L’expérience française du JM en forme d’élections fictives en 2007 révèle François Bayrou comme vainqueur du scrutin à JM ; ce qui est conforme au fait qu’il était à l’époque le gagnant-Condorcet, le candidat qui battait tous les autres au second tour selon les sondages. Par ailleurs Le Pen finit dernier dans les préférences des électeurs par JM. Toutefois, avec le scrutin majoritaire, Bayrou n’a pas passé les primaires et Le Pen a fini bon quatrième du premier tour ! Ainsi, le JM protège l’électorat contre le jeu des multiples candidatures: rajouter ou retirer des candidats ne change pas les mentions et donc ni le gagnant, ni le classement (Indifférence des options non-pertinentes). En prenant en compte l’opinion de tout électeur sur tous les candidats, le JM mesure avec précision le mérite de chaque candidat, traduisant ainsi fidèlement le sentiment de l’électorat (universalité et non-dictature du scrutin). Enfin, le JM donne à l’électeur la liberté totale d’exprimer ses opinions : le vote « utile » est le vote de « cœur », il n’y a plus de dilemme ni de regret (unanimité du scrutin).
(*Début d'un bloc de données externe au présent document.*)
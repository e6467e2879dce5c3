//! Cooperative cancellation for in-flight transfers

use std::future::Future;
use std::sync::Arc;
use tokio::sync::watch;
use tracing::debug;

/// Cancellation flag shared by a transfer task, its handle and the host
///
/// Clones observe the same flag. Only the first [`cancel`](Self::cancel)
/// has an effect.
///
/// # Examples
///
/// ```rust
/// use file_uploader::transport::CancellationToken;
/// use std::time::Duration;
///
/// #[tokio::main]
/// async fn main() {
///     let token = CancellationToken::new();
///     let upload = token.clone();
///     let task = tokio::spawn(async move {
///         upload
///             .run_until_cancelled(tokio::time::sleep(Duration::from_secs(60)))
///             .await
///     });
///
///     assert!(token.cancel());
///     assert!(!token.cancel());
///     assert_eq!(task.await.ok().flatten(), None);
/// }
/// ```
#[derive(Debug, Clone)]
pub struct CancellationToken {
    flag: Arc<watch::Sender<bool>>,
}

impl CancellationToken {
    /// Fresh, uncancelled token
    #[must_use]
    pub fn new() -> Self {
        let (flag, _) = watch::channel(false);
        Self {
            flag: Arc::new(flag),
        }
    }

    /// Whether [`cancel`](Self::cancel) has been called on any clone
    #[must_use]
    pub fn is_cancelled(&self) -> bool {
        *self.flag.borrow()
    }

    /// Flips the flag and wakes every waiter
    ///
    /// Returns `true` only for the call that changed the flag.
    #[must_use]
    pub fn cancel(&self) -> bool {
        let flipped = self.flag.send_if_modified(|cancelled| {
            let was = *cancelled;
            *cancelled = true;
            !was
        });
        if flipped {
            debug!("Transfer cancellation requested");
        }
        flipped
    }

    /// Resolves once the token is cancelled (immediately if it already is)
    pub async fn cancelled(&self) {
        let mut watcher = self.flag.subscribe();
        // the sender lives as long as `self`, so this cannot fail
        let _ = watcher.wait_for(|cancelled| *cancelled).await;
    }

    /// Polls `future` until it completes or the token is cancelled
    ///
    /// Cancellation wins ties. On cancellation the future is dropped, which
    /// for an HTTP request closes the connection, and `None` is returned.
    pub async fn run_until_cancelled<F>(&self, future: F) -> Option<F::Output>
    where
        F: Future,
    {
        tokio::select! {
            biased;
            () = self.cancelled() => None,
            output = future => Some(output),
        }
    }
}

impl Default for CancellationToken {
    fn default() -> Self {
        Self::new()
    }
}
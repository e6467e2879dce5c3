//! HTTP transport backed by reqwest
//!
//! File parts are streamed rather than buffered: path sources are read from
//! disk chunk by chunk while the body is being written, memory sources are
//! sliced without copying. Every chunk pulled by the HTTP client is counted
//! and reported as a `Progress` event.

use bytes::Bytes;
use futures_util::stream::{self, BoxStream, StreamExt, TryStreamExt};
use reqwest::multipart::{Form, Part};
use reqwest::{Body, Client};
use std::sync::atomic::{AtomicU64, Ordering};
use std::sync::Arc;
use std::time::Duration;
use tokio_util::io::ReaderStream;
use tracing::{debug, warn};

use super::{
    transfer_channel, MultipartField, ResponseBody, TransferHandle, TransferRequest,
    TransferSender, TransportAdapter, TransportError,
};
use crate::config::ResponseType;
use crate::validation::FileSource;

/// Default size of the chunks a part is streamed in
const DEFAULT_CHUNK_SIZE: usize = 64 * 1024;

type ChunkStream = BoxStream<'static, std::io::Result<Bytes>>;

/// [`TransportAdapter`] that performs real multipart uploads
///
/// Requires a running tokio runtime; the request runs on a spawned task.
#[derive(Debug, Clone)]
pub struct ReqwestTransport {
    client: Client,
    chunk_size: usize,
}

impl ReqwestTransport {
    /// Creates a transport with a default client
    ///
    /// # Errors
    ///
    /// Returns an error if the TLS backend cannot be initialised.
    pub fn new() -> Result<Self, TransportError> {
        Ok(Self::with_client(Client::builder().build()?))
    }

    /// Creates a transport whose requests give up after `timeout`
    ///
    /// # Errors
    ///
    /// Returns an error if the TLS backend cannot be initialised.
    pub fn with_timeout(timeout: Duration) -> Result<Self, TransportError> {
        Ok(Self::with_client(Client::builder().timeout(timeout).build()?))
    }

    /// Wraps an existing client
    #[must_use]
    pub const fn with_client(client: Client) -> Self {
        Self {
            client,
            chunk_size: DEFAULT_CHUNK_SIZE,
        }
    }

    /// Sets the streaming chunk size; smaller chunks mean finer progress
    #[must_use]
    pub const fn chunk_size(mut self, chunk_size: usize) -> Self {
        self.chunk_size = if chunk_size == 0 { 1 } else { chunk_size };
        self
    }

    fn build(
        &self,
        request: &TransferRequest,
        progress: &ProgressCounter,
    ) -> Result<reqwest::Request, TransportError> {
        let mut form = Form::new();
        for field in &request.fields {
            form = form.part(field.field_name.clone(), self.part(field, progress)?);
        }

        let mut builder = self
            .client
            .request(request.method.into(), request.url.clone())
            .query(&request.query_pairs());
        for (name, value) in request.header_pairs() {
            builder = builder.header(name, value);
        }

        Ok(builder.multipart(form).build()?)
    }

    fn part(
        &self,
        field: &MultipartField,
        progress: &ProgressCounter,
    ) -> Result<Part, TransportError> {
        let chunks = match &field.source {
            FileSource::Memory(data) => memory_chunks(data.clone(), self.chunk_size),
            FileSource::Path(path) => {
                let chunk_size = self.chunk_size;
                stream::once(tokio::fs::File::open(path.clone()))
                    .map_ok(move |file| ReaderStream::with_capacity(file, chunk_size))
                    .try_flatten()
                    .boxed()
            }
        };

        let counter = progress.clone();
        let counted = chunks.inspect_ok(move |chunk| counter.advance(chunk.len()));

        Part::stream_with_length(Body::wrap_stream(counted), field.size_bytes)
            .file_name(field.file_name.clone())
            .mime_str(&field.content_type)
            .map_err(|e| {
                TransportError::InvalidRequest(format!(
                    "content type {:?} of {}: {e}",
                    field.content_type, field.file_name
                ))
            })
    }
}

impl TransportAdapter for ReqwestTransport {
    fn send(&self, request: TransferRequest) -> Result<TransferHandle, TransportError> {
        let runtime = tokio::runtime::Handle::try_current()
            .map_err(|e| TransportError::Runtime(e.to_string()))?;

        let (sender, handle) = transfer_channel();
        let progress = ProgressCounter::new(sender.clone(), request.total_bytes());
        let http_request = self.build(&request, &progress)?;

        debug!(
            method = %request.method,
            url = %request.url,
            files = request.fields.len(),
            total_bytes = request.total_bytes(),
            "Starting upload"
        );

        let client = self.client.clone();
        let response_type = request.response_type;
        runtime.spawn(async move {
            let token = sender.token().clone();
            let finished = token
                .run_until_cancelled(execute(client, http_request, response_type, &sender))
                .await;
            if finished.is_none() {
                debug!("Upload request dropped after cancellation");
            }
        });

        Ok(handle)
    }
}

async fn execute(
    client: Client,
    request: reqwest::Request,
    response_type: Option<ResponseType>,
    sender: &TransferSender,
) {
    let response = match client.execute(request).await {
        Ok(response) => response,
        Err(e) => {
            warn!(error = %e, "Upload request failed");
            let _ = sender.error(e.to_string());
            return;
        }
    };

    let status_code = response.status().as_u16();
    let raw = match response.bytes().await {
        Ok(raw) => raw,
        Err(e) => {
            warn!(status_code, error = %e, "Failed to read upload response");
            let _ = sender.error(format!("failed to read response body: {e}"));
            return;
        }
    };

    match ResponseBody::decode(raw, response_type) {
        Ok(body) => {
            debug!(status_code, "Upload response received");
            let _ = sender.complete(status_code, body);
        }
        Err(detail) => {
            warn!(status_code, %detail, "Upload response could not be decoded");
            let _ = sender.error(detail);
        }
    }
}

fn memory_chunks(data: Bytes, chunk_size: usize) -> ChunkStream {
    let chunks: Vec<std::io::Result<Bytes>> = (0..data.len())
        .step_by(chunk_size)
        .map(|start| Ok(data.slice(start..data.len().min(start + chunk_size))))
        .collect();
    stream::iter(chunks).boxed()
}

/// Running byte count shared by every part of one request
#[derive(Debug, Clone)]
struct ProgressCounter {
    sent: Arc<AtomicU64>,
    total: u64,
    sender: TransferSender,
}

impl ProgressCounter {
    fn new(sender: TransferSender, total: u64) -> Self {
        Self {
            sent: Arc::new(AtomicU64::new(0)),
            total,
            sender,
        }
    }

    fn advance(&self, bytes: usize) {
        let bytes = bytes as u64;
        let loaded = self.sent.fetch_add(bytes, Ordering::Relaxed) + bytes;
        let _ = self.sender.progress(loaded, self.total);
    }
}

#[cfg(test)]
mod tests {
    use super::*;
    use crate::transport::TransferEvent;

    #[tokio::test]
    async fn test_memory_chunks_cover_data() {
        let data = Bytes::from_static(b"abcdefghij");
        let chunks: Vec<Bytes> = memory_chunks(data, 4).try_collect().await.unwrap();
        assert_eq!(
            chunks,
            vec![
                Bytes::from_static(b"abcd"),
                Bytes::from_static(b"efgh"),
                Bytes::from_static(b"ij"),
            ]
        );
    }

    #[tokio::test]
    async fn test_memory_chunks_empty() {
        let chunks: Vec<Bytes> = memory_chunks(Bytes::new(), 4).try_collect().await.unwrap();
        assert!(chunks.is_empty());
    }

    #[tokio::test]
    async fn test_progress_counter_accumulates() {
        let (sender, mut handle) = transfer_channel();
        let counter = ProgressCounter::new(sender, 10);
        counter.advance(4);
        counter.clone().advance(6);

        assert_eq!(
            handle.next_event().await,
            Some(TransferEvent::Progress { loaded: 4, total: 10 })
        );
        assert_eq!(
            handle.next_event().await,
            Some(TransferEvent::Progress { loaded: 10, total: 10 })
        );
    }

    #[test]
    fn test_send_without_runtime_fails() {
        let transport = ReqwestTransport::new().unwrap();
        let request = TransferRequest {
            url: reqwest::Url::parse("http://127.0.0.1:9/upload").unwrap(),
            method: crate::config::HttpMethod::Post,
            headers: std::collections::BTreeMap::new(),
            query_params: std::collections::BTreeMap::new(),
            fields: vec![],
            response_type: None,
        };
        assert!(matches!(
            transport.send(request),
            Err(TransportError::Runtime(_))
        ));
    }

    #[tokio::test]
    async fn test_invalid_content_type_is_rejected_before_sending() {
        let transport = ReqwestTransport::new().unwrap();
        let request = TransferRequest {
            url: reqwest::Url::parse("http://127.0.0.1:9/upload").unwrap(),
            method: crate::config::HttpMethod::Post,
            headers: std::collections::BTreeMap::new(),
            query_params: std::collections::BTreeMap::new(),
            fields: vec![MultipartField {
                field_name: "file0".into(),
                file_name: "a.txt".into(),
                content_type: "not a mime".into(),
                size_bytes: 1,
                source: FileSource::Memory(Bytes::from_static(b"a")),
            }],
            response_type: None,
        };
        assert!(matches!(
            transport.send(request),
            Err(TransportError::InvalidRequest(_))
        ));
    }
}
Même si le « Jugement Majoritaire » a peu de chance d’être adopté un jour dans une nation, son examen nous donne le prétexte, dans le cadre du scrutin majoritaire traditionnel, d’essayer de convaincre chaque lecteur et électeur avisé de ne pas voter mais de juger par conviction… ne serait ce que pour l’esprit de Condorcet.